We’ve posted about how the FTC, FDA, and EPA have each targeted companies for making unsubstantiated claims about how their products can treat or cure the coronavirus. Now, we’ll add another acronym to the list – NAD.

NAD recently issued a decision involving a video by the owners Your Superfoods, promoting the company’s Immunity Bundle. But the claims in this video are a little different than the ones recently targeted by the federal agencies. Here’s the relevant part of the video:

With all that’s going on, with the coronavirus there is [sic] a lot of things you cannot control. However, there Superfoods Screen Shotis a piece that we can control, and that is our own health and building our immune system because its depends on what we eat…. It’s super important to have a lot of micronutrients now, so Superfoods can help. We have this amazing immunity bundle – Super Greens to up your green, Mellow Yellow which really reduces your stress because stress actually reduces your immunity, and then we also have immunity boosting mushrooms in our Magic Mushroom mix.

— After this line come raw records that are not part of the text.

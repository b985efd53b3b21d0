pub mod arn;
pub mod aws;
pub mod classify;
pub mod cli;
pub mod clients;
pub mod config;
pub mod engine;
pub mod error;
pub mod logging;
pub mod masking;
pub mod output;
pub mod policy;
pub mod service;
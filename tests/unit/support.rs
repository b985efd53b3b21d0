#![allow(dead_code)]

use async_trait::async_trait;
use parking_lot::Mutex;
use s3tables_query::clients::{
    BatchJobService, ClientFactory, ColumnSchema, EmbeddedDatabase, JobRunInfo, JobSubmission,
    ObjectStore, QueryExecutionInfo, QueryService, QuerySubmission, ResultPage, TableCatalog,
    TableFormatCatalog, TableSummary, TabularData,
};
use s3tables_query::engine::poll::RunState;
use s3tables_query::error::TablesError;
use serde_json::{Map, Value, json};
use std::collections::{HashMap, HashSet, VecDeque};
use std::sync::Arc;
use std::sync::atomic::{AtomicUsize, Ordering};

pub const TABLE_ARN: &str = "arn:aws:s3tables:us-west-2:111122223333:bucket/lake/table/tbl-0001";
pub const BUCKET_ARN: &str = "arn:aws:s3tables:us-west-2:111122223333:bucket/lake";

pub fn orders_table() -> TableSummary {
    TableSummary {
        name: "orders".into(),
        namespace: vec!["sales".into()],
        table_arn: TABLE_ARN.into(),
    }
}

// --- table catalog ---

#[derive(Default)]
pub struct MockCatalog {
    pub tables: Vec<TableSummary>,
    pub fail: bool,
    pub list_calls: AtomicUsize,
}

impl MockCatalog {
    pub fn with_tables(tables: Vec<TableSummary>) -> Self {
        Self {
            tables,
            ..Self::default()
        }
    }

    pub fn failing() -> Self {
        Self {
            fail: true,
            ..Self::default()
        }
    }
}

#[async_trait]
impl TableCatalog for MockCatalog {
    async fn list_tables(&self, _bucket_arn: &str) -> Result<Vec<TableSummary>, TablesError> {
        self.list_calls.fetch_add(1, Ordering::SeqCst);
        if self.fail {
            return Err(TablesError::connection("catalog unreachable"));
        }
        Ok(self.tables.clone())
    }
}

// --- object store ---

#[derive(Default)]
pub struct MockObjectStore {
    pub buckets: Mutex<HashSet<String>>,
    pub objects: Mutex<HashMap<(String, String), Vec<u8>>>,
    pub ensure_calls: AtomicUsize,
    pub fail: bool,
}

impl MockObjectStore {
    pub fn failing() -> Self {
        Self {
            fail: true,
            ..Self::default()
        }
    }

    pub fn object_text(&self, bucket: &str, key: &str) -> Option<String> {
        self.objects
            .lock()
            .get(&(bucket.to_string(), key.to_string()))
            .map(|bytes| String::from_utf8_lossy(bytes).into_owned())
    }
}

#[async_trait]
impl ObjectStore for MockObjectStore {
    async fn ensure_bucket(&self, bucket: &str, _region: &str) -> Result<bool, TablesError> {
        self.ensure_calls.fetch_add(1, Ordering::SeqCst);
        if self.fail {
            return Err(TablesError::connection("access denied"));
        }
        Ok(self.buckets.lock().insert(bucket.to_string()))
    }

    async fn put_object(&self, bucket: &str, key: &str, body: Vec<u8>) -> Result<(), TablesError> {
        if self.fail {
            return Err(TablesError::connection("access denied"));
        }
        self.objects
            .lock()
            .insert((bucket.to_string(), key.to_string()), body);
        Ok(())
    }
}

// --- interactive query service ---

pub struct MockQueryService {
    /// State names returned by successive `get_execution` calls; the last one repeats.
    pub states: Mutex<VecDeque<String>>,
    pub failure_reason: Option<String>,
    pub pages: Vec<ResultPage>,
    pub submissions: Mutex<Vec<QuerySubmission>>,
    pub result_requests: Mutex<Vec<Option<String>>>,
    pub execution_calls: AtomicUsize,
    pub workgroup_location: Mutex<Option<String>>,
    pub workgroup_updates: AtomicUsize,
    pub reachable: bool,
}

impl MockQueryService {
    pub fn new(states: &[&str], pages: Vec<ResultPage>) -> Self {
        Self {
            states: Mutex::new(states.iter().map(|s| s.to_string()).collect()),
            failure_reason: None,
            pages,
            submissions: Mutex::new(Vec::new()),
            result_requests: Mutex::new(Vec::new()),
            execution_calls: AtomicUsize::new(0),
            workgroup_location: Mutex::new(None),
            workgroup_updates: AtomicUsize::new(0),
            reachable: true,
        }
    }

    pub fn succeeding(pages: Vec<ResultPage>) -> Self {
        Self::new(&["RUNNING", "SUCCEEDED"], pages)
    }

    pub fn failing(reason: &str) -> Self {
        Self {
            failure_reason: Some(reason.to_string()),
            ..Self::new(&["FAILED"], Vec::new())
        }
    }

    pub fn unreachable() -> Self {
        Self {
            reachable: false,
            ..Self::new(&["SUCCEEDED"], Vec::new())
        }
    }

    pub fn last_submission(&self) -> Option<QuerySubmission> {
        self.submissions.lock().last().cloned()
    }
}

/// A header row followed by data rows, as a single page.
pub fn page(rows: &[&[&str]], next_token: Option<&str>) -> ResultPage {
    ResultPage {
        rows: rows
            .iter()
            .map(|row| row.iter().map(|cell| Some(cell.to_string())).collect())
            .collect(),
        next_token: next_token.map(str::to_string),
    }
}

#[async_trait]
impl QueryService for MockQueryService {
    async fn start_query(&self, submission: &QuerySubmission) -> Result<String, TablesError> {
        self.submissions.lock().push(submission.clone());
        Ok(format!("qe-{}", self.submissions.lock().len()))
    }

    async fn get_execution(&self, query_execution_id: &str) -> Result<QueryExecutionInfo, TablesError> {
        self.execution_calls.fetch_add(1, Ordering::SeqCst);
        let state_name = {
            let mut states = self.states.lock();
            if states.len() > 1 {
                states.pop_front().unwrap_or_default()
            } else {
                states.front().cloned().unwrap_or_else(|| "SUCCEEDED".to_string())
            }
        };
        let failed = state_name == "FAILED";
        let mut details = Map::new();
        details.insert("QueryExecutionId".into(), json!(query_execution_id));
        details.insert("State".into(), json!(state_name));
        Ok(QueryExecutionInfo {
            query_execution_id: query_execution_id.to_string(),
            state: RunState::from_query_state(&state_name),
            state_change_reason: if failed { self.failure_reason.clone() } else { None },
            error_category: failed.then_some(2),
            error_type: failed.then_some(1006),
            retryable: failed.then_some(false),
            state_name,
            details,
        })
    }

    async fn get_results(
        &self,
        _query_execution_id: &str,
        next_token: Option<&str>,
    ) -> Result<ResultPage, TablesError> {
        self.result_requests.lock().push(next_token.map(str::to_string));
        let index = match next_token {
            None => 0,
            Some(token) => token
                .trim_start_matches("page-")
                .parse::<usize>()
                .map_err(|_| TablesError::execution("bad token"))?,
        };
        Ok(self.pages.get(index).cloned().unwrap_or_default())
    }

    async fn workgroup_output_location(&self, _workgroup: &str) -> Result<Option<String>, TablesError> {
        Ok(self.workgroup_location.lock().clone())
    }

    async fn set_workgroup_output_location(
        &self,
        _workgroup: &str,
        location: &str,
    ) -> Result<(), TablesError> {
        self.workgroup_updates.fetch_add(1, Ordering::SeqCst);
        *self.workgroup_location.lock() = Some(location.to_string());
        Ok(())
    }

    async fn list_workgroups(&self) -> Result<Vec<String>, TablesError> {
        if self.reachable {
            Ok(vec!["primary".to_string()])
        } else {
            Err(TablesError::connection("could not reach endpoint"))
        }
    }
}

// --- batch job service ---

pub struct MockBatch {
    pub states: Mutex<VecDeque<String>>,
    pub state_details: Option<String>,
    pub submissions: Mutex<Vec<JobSubmission>>,
    pub reachable: bool,
}

impl MockBatch {
    pub fn new(states: &[&str]) -> Self {
        Self {
            states: Mutex::new(states.iter().map(|s| s.to_string()).collect()),
            state_details: None,
            submissions: Mutex::new(Vec::new()),
            reachable: true,
        }
    }
}

#[async_trait]
impl BatchJobService for MockBatch {
    async fn start_job_run(&self, job: &JobSubmission) -> Result<String, TablesError> {
        self.submissions.lock().push(job.clone());
        Ok("jr-0001".to_string())
    }

    async fn get_job_run(&self, _application_id: &str, job_run_id: &str) -> Result<JobRunInfo, TablesError> {
        let state_name = {
            let mut states = self.states.lock();
            if states.len() > 1 {
                states.pop_front().unwrap_or_default()
            } else {
                states.front().cloned().unwrap_or_else(|| "SUCCESS".to_string())
            }
        };
        Ok(JobRunInfo {
            job_run_id: job_run_id.to_string(),
            state: RunState::from_job_state(&state_name),
            state_name,
            state_details: self.state_details.clone(),
        })
    }

    async fn list_applications(&self) -> Result<Vec<String>, TablesError> {
        if self.reachable {
            Ok(vec!["app-1".to_string()])
        } else {
            Err(TablesError::connection("could not reach endpoint"))
        }
    }
}

// --- embedded database ---

#[derive(Default)]
pub struct MockEmbeddedDatabase {
    pub statements: Mutex<Vec<String>>,
    pub queries: Mutex<Vec<String>>,
    pub result: TabularData,
    /// Any statement containing this text fails.
    pub fail_on: Option<String>,
}

impl MockEmbeddedDatabase {
    pub fn returning(result: TabularData) -> Self {
        Self {
            result,
            ..Self::default()
        }
    }

    pub fn failing_on(fragment: &str) -> Self {
        Self {
            fail_on: Some(fragment.to_string()),
            ..Self::default()
        }
    }

    fn check(&self, sql: &str) -> Result<(), TablesError> {
        match &self.fail_on {
            Some(fragment) if sql.contains(fragment.as_str()) => {
                Err(TablesError::execution(format!("statement failed: {}", fragment)))
            }
            _ => Ok(()),
        }
    }

    pub fn count_matching(&self, fragment: &str) -> usize {
        self.statements
            .lock()
            .iter()
            .filter(|s| s.contains(fragment))
            .count()
    }
}

#[async_trait]
impl EmbeddedDatabase for MockEmbeddedDatabase {
    async fn execute_batch(&self, sql: &str) -> Result<(), TablesError> {
        self.statements.lock().push(sql.to_string());
        self.check(sql)
    }

    async fn execute_transaction(&self, sql: &str) -> Result<(), TablesError> {
        let mut statements = self.statements.lock();
        statements.push("BEGIN TRANSACTION".to_string());
        statements.push(sql.to_string());
        match self.check(sql) {
            Ok(()) => {
                statements.push("COMMIT".to_string());
                Ok(())
            }
            Err(e) => {
                statements.push("ROLLBACK".to_string());
                Err(e)
            }
        }
    }

    async fn query(&self, sql: &str) -> Result<TabularData, TablesError> {
        self.queries.lock().push(sql.to_string());
        self.check(sql)?;
        Ok(self.result.clone())
    }
}

// --- table-format catalog ---

#[derive(Default)]
pub struct MockFormatCatalog {
    pub schema: Vec<ColumnSchema>,
    pub result: TabularData,
    pub queries: Mutex<Vec<String>>,
    pub appended: Mutex<Vec<(String, String, Vec<String>, Vec<Vec<String>>)>>,
    pub fail: bool,
}

impl MockFormatCatalog {
    pub fn with_schema(schema: Vec<ColumnSchema>) -> Self {
        Self {
            schema,
            ..Self::default()
        }
    }
}

#[async_trait]
impl TableFormatCatalog for MockFormatCatalog {
    async fn sql(&self, query: &str) -> Result<TabularData, TablesError> {
        self.queries.lock().push(query.to_string());
        if self.fail {
            return Err(TablesError::connection("No active catalog session"));
        }
        Ok(self.result.clone())
    }

    async fn list_namespaces(&self) -> Result<Vec<String>, TablesError> {
        if self.fail {
            return Err(TablesError::connection("No active catalog session"));
        }
        Ok(vec!["sales".to_string()])
    }

    async fn table_schema(&self, _namespace: &str, _table: &str) -> Result<Vec<ColumnSchema>, TablesError> {
        if self.fail {
            return Err(TablesError::connection("No active catalog session"));
        }
        Ok(self.schema.clone())
    }

    async fn append(
        &self,
        namespace: &str,
        table: &str,
        columns: &[String],
        literal_rows: &[Vec<String>],
    ) -> Result<usize, TablesError> {
        self.appended.lock().push((
            namespace.to_string(),
            table.to_string(),
            columns.to_vec(),
            literal_rows.to_vec(),
        ));
        Ok(literal_rows.len())
    }
}

pub fn column(name: &str, data_type: &str, required: bool) -> ColumnSchema {
    ColumnSchema {
        name: name.into(),
        data_type: data_type.into(),
        required,
    }
}

pub fn tabular(columns: &[&str], rows: Vec<Vec<Value>>) -> TabularData {
    TabularData {
        columns: columns.iter().map(|c| c.to_string()).collect(),
        rows,
    }
}

// --- factory ---

pub struct MockFactory {
    pub catalog: Arc<MockCatalog>,
    pub store: Arc<MockObjectStore>,
    pub query: Arc<MockQueryService>,
    pub batch: Arc<MockBatch>,
    pub regions: Mutex<Vec<String>>,
}

impl MockFactory {
    pub fn new(
        catalog: MockCatalog,
        store: MockObjectStore,
        query: MockQueryService,
        batch: MockBatch,
    ) -> Self {
        Self {
            catalog: Arc::new(catalog),
            store: Arc::new(store),
            query: Arc::new(query),
            batch: Arc::new(batch),
            regions: Mutex::new(Vec::new()),
        }
    }

    /// Catalog knows `orders`; every service succeeds with no rows.
    pub fn standard() -> Self {
        Self::with_query(MockQueryService::succeeding(vec![page(&[&["id"]], None)]))
    }

    pub fn with_query(query: MockQueryService) -> Self {
        Self::new(
            MockCatalog::with_tables(vec![orders_table()]),
            MockObjectStore::default(),
            query,
            MockBatch::new(&["SUCCESS"]),
        )
    }
}

impl ClientFactory for MockFactory {
    fn table_catalog(&self, region: &str) -> Arc<dyn TableCatalog> {
        self.regions.lock().push(region.to_string());
        self.catalog.clone()
    }

    fn object_store(&self, region: &str) -> Arc<dyn ObjectStore> {
        self.regions.lock().push(region.to_string());
        self.store.clone()
    }

    fn query_service(&self, region: &str) -> Arc<dyn QueryService> {
        self.regions.lock().push(region.to_string());
        self.query.clone()
    }

    fn batch_service(&self, region: &str) -> Arc<dyn BatchJobService> {
        self.regions.lock().push(region.to_string());
        self.batch.clone()
    }
}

Notice that the owners don’t actually say their products can treat or cure the coronavirus. (Not even their magical mushrooms.) Instead, the only reference to the coronavirus is the true statement in the first sentence. Here, NAD was likely concerned that following that sentence with other sentences about how the products can help consumers build immune systems could lead viewers to believe that the immunity extended to the coronavirus, itself.

Whether you are talking about health or something more mundane, this case should serve as a reminder that ads can be deemed misleading, even if the individual claims in the ads are literally true. What matters is how reasonable consumers will interpret the claims in context. Make sure you view your ads through their eyes and that you can substantiate all likely interpretations.